Spacecraft properties
- Spacecraft type: DS-P1-Yu
- Manufacturer: Yuzhnoye
- Launch mass: 325 kg

Start of mission
- Launch date: 30 July 1964, 03:36:00 GMT
- Rocket: Kosmos-2I 63S1
- Launch site: Kapustin Yar, Mayak-2
- Contractor: Yuzhnoye

End of mission
- Decay date: 28 February 1965

Orbital parameters
- Reference system: Geocentric
- Regime: Low Earth
- Perigee altitude: 261 km
- Apogee altitude: 477 km
- Inclination: 49.0°
- Period: 91.9 minutes
- Epoch: 30 July 1964

= Kosmos 36 =

Societ anti-ballistic missile target satellite

Kosmos 36 (Космос 36 meaning Cosmos 36), also known as DS-P1-Yu #1, was a satellite which was used for use in calibrating the Dnestr space surveillance and as a radar calibration target, for tests of anti-ballistic missiles. It was launched by the Soviet Union in 1964 as part of the Dnepropetrovsk Sputnik programme. It was built by the Yuzhnoye Design Bureau.

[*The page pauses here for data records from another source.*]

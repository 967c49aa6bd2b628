//! Batch evaluation: the compute seam of the search.
//!
//! The controller never hashes anything itself; it hands ordinal ranges to
//! an [`Evaluate`] implementation. Tests substitute their own implementation
//! to exercise scheduling and fault handling without burning CPU on MD5.

use std::ops::Range;

use crate::digest::{uid_of_wrapped, Uid, WRAP_PREFIX, WRAP_SUFFIX};
use crate::keyspace::Alphabet;

/// A candidate whose wrapped digest matched the target UID.
#[derive(Debug, Clone, PartialEq, Eq)]
pub struct Hit {
    pub ordinal: u64,
    pub phrase: String,
}

/// Evaluates one batch of ordinals against a target UID.
///
/// Implementations must scan in ascending ordinal order and return the first
/// hit inside their range; the controller's lowest-ordinal selection depends
/// on it. No shared mutable state: an evaluation is a pure function of its
/// arguments.
pub trait Evaluate: Send + Sync {
    fn evaluate(
        &self,
        length: usize,
        range: Range<u64>,
        target: &Uid,
    ) -> Result<Option<Hit>, String>;
}

/// MD5 evaluator over the wrapped-phrase template.
pub struct UidEvaluator {
    alphabet: Alphabet,
}

impl UidEvaluator {
    pub fn new(alphabet: Alphabet) -> Self {
        Self { alphabet }
    }
}

impl Evaluate for UidEvaluator {
    fn evaluate(
        &self,
        length: usize,
        range: Range<u64>,
        target: &Uid,
    ) -> Result<Option<Hit>, String> {
        let k = self.alphabet.len();

        // digit values of the current candidate, leftmost most significant
        let mut digits = vec![0usize; length];
        let mut rem = range.start;
        for slot in (0..length).rev() {
            digits[slot] = (rem % k as u64) as usize;
            rem /= k as u64;
        }

        // one reusable wrapped buffer; only the phrase bytes change per step
        let phrase_at = WRAP_PREFIX.len();
        let mut wrapped = Vec::with_capacity(phrase_at + length + WRAP_SUFFIX.len());
        wrapped.extend_from_slice(WRAP_PREFIX.as_bytes());
        for &digit in &digits {
            wrapped.push(self.alphabet.byte(digit));
        }
        wrapped.extend_from_slice(WRAP_SUFFIX.as_bytes());

        for ordinal in range {
            if uid_of_wrapped(&wrapped) == *target {
                let phrase =
                    String::from_utf8_lossy(&wrapped[phrase_at..phrase_at + length])
                        .into_owned();
                return Ok(Some(Hit { ordinal, phrase }));
            }

            // odometer step: rightmost digit first, carrying leftwards
            for slot in (0..length).rev() {
                digits[slot] += 1;
                if digits[slot] < k {
                    wrapped[phrase_at + slot] = self.alphabet.byte(digits[slot]);
                    break;
                }
                digits[slot] = 0;
                wrapped[phrase_at + slot] = self.alphabet.byte(0);
            }
        }

        Ok(None)
    }
}

#[cfg(test)]
mod tests {
    use super::*;
    use crate::digest::phrase_uid;

    #[test]
    fn finds_hit_at_its_ordinal() {
        let alphabet = Alphabet::new("ab").unwrap();
        let evaluator = UidEvaluator::new(alphabet.clone());
        let target = phrase_uid("ba");

        // length 2, ordinal order: aa(0) ab(1) ba(2) bb(3)
        let hit = evaluator.evaluate(2, 0..4, &target).unwrap().unwrap();
        assert_eq!(hit.ordinal, 2);
        assert_eq!(hit.phrase, "ba");
        assert_eq!(alphabet.decode(hit.ordinal, 2), hit.phrase);
    }

    #[test]
    fn respects_its_range() {
        let alphabet = Alphabet::new("ab").unwrap();
        let evaluator = UidEvaluator::new(alphabet);
        let target = phrase_uid("ba");

        // "ba" is ordinal 2; a range past it sees nothing
        assert_eq!(evaluator.evaluate(2, 3..4, &target).unwrap(), None);
        // and a range starting mid-space still decodes its start correctly
        let hit = evaluator.evaluate(2, 2..4, &target).unwrap().unwrap();
        assert_eq!(hit.ordinal, 2);
    }

    #[test]
    fn worker_digest_agrees_with_phrase_digest() {
        // the same candidate must produce the same UID through the worker's
        // incremental buffer as through the one-shot phrase path
        let alphabet = Alphabet::printable_ascii();
        let evaluator = UidEvaluator::new(alphabet.clone());

        for ordinal in [0u64, 93, 94, 8_835, 12_345] {
            let phrase = alphabet.decode(ordinal, 3);
            let target = phrase_uid(&phrase);
            let hit = evaluator
                .evaluate(3, ordinal..ordinal + 1, &target)
                .unwrap()
                .unwrap();
            assert_eq!(hit.ordinal, ordinal);
            assert_eq!(hit.phrase, phrase);
        }
    }

    #[test]
    fn clean_range_reports_none() {
        let alphabet = Alphabet::new("ab").unwrap();
        let evaluator = UidEvaluator::new(alphabet);
        let target = Uid::from_bytes([0, 0, 0, 0, 0, 0]);
        assert_eq!(evaluator.evaluate(3, 0..8, &target).unwrap(), None);
    }
}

Kosmos 36 was launched using a Kosmos-2I 63S1 carrier rocket, which flew from Mayak-2 at Kapustin Yar. The launch occurred at 03:36 GMT on 30 July 1964.

After separating from its carrier rocket, Kosmos 36 was in a low Earth orbit with a perigee of 261 km, an apogee of 477 km, 49.0° of inclination, and an orbital period of 91.9 minutes. It decayed from orbit on 28 February 1965. Kosmos 36 was the first of seventy nine DS-P1-Yu satellites to be launched, of which all but seven were successful. The next launch of a DS-P1-Yu satellite, the DS-P1-Yu #2 will be on 12 February 1965, failed due to a second stage malfunction.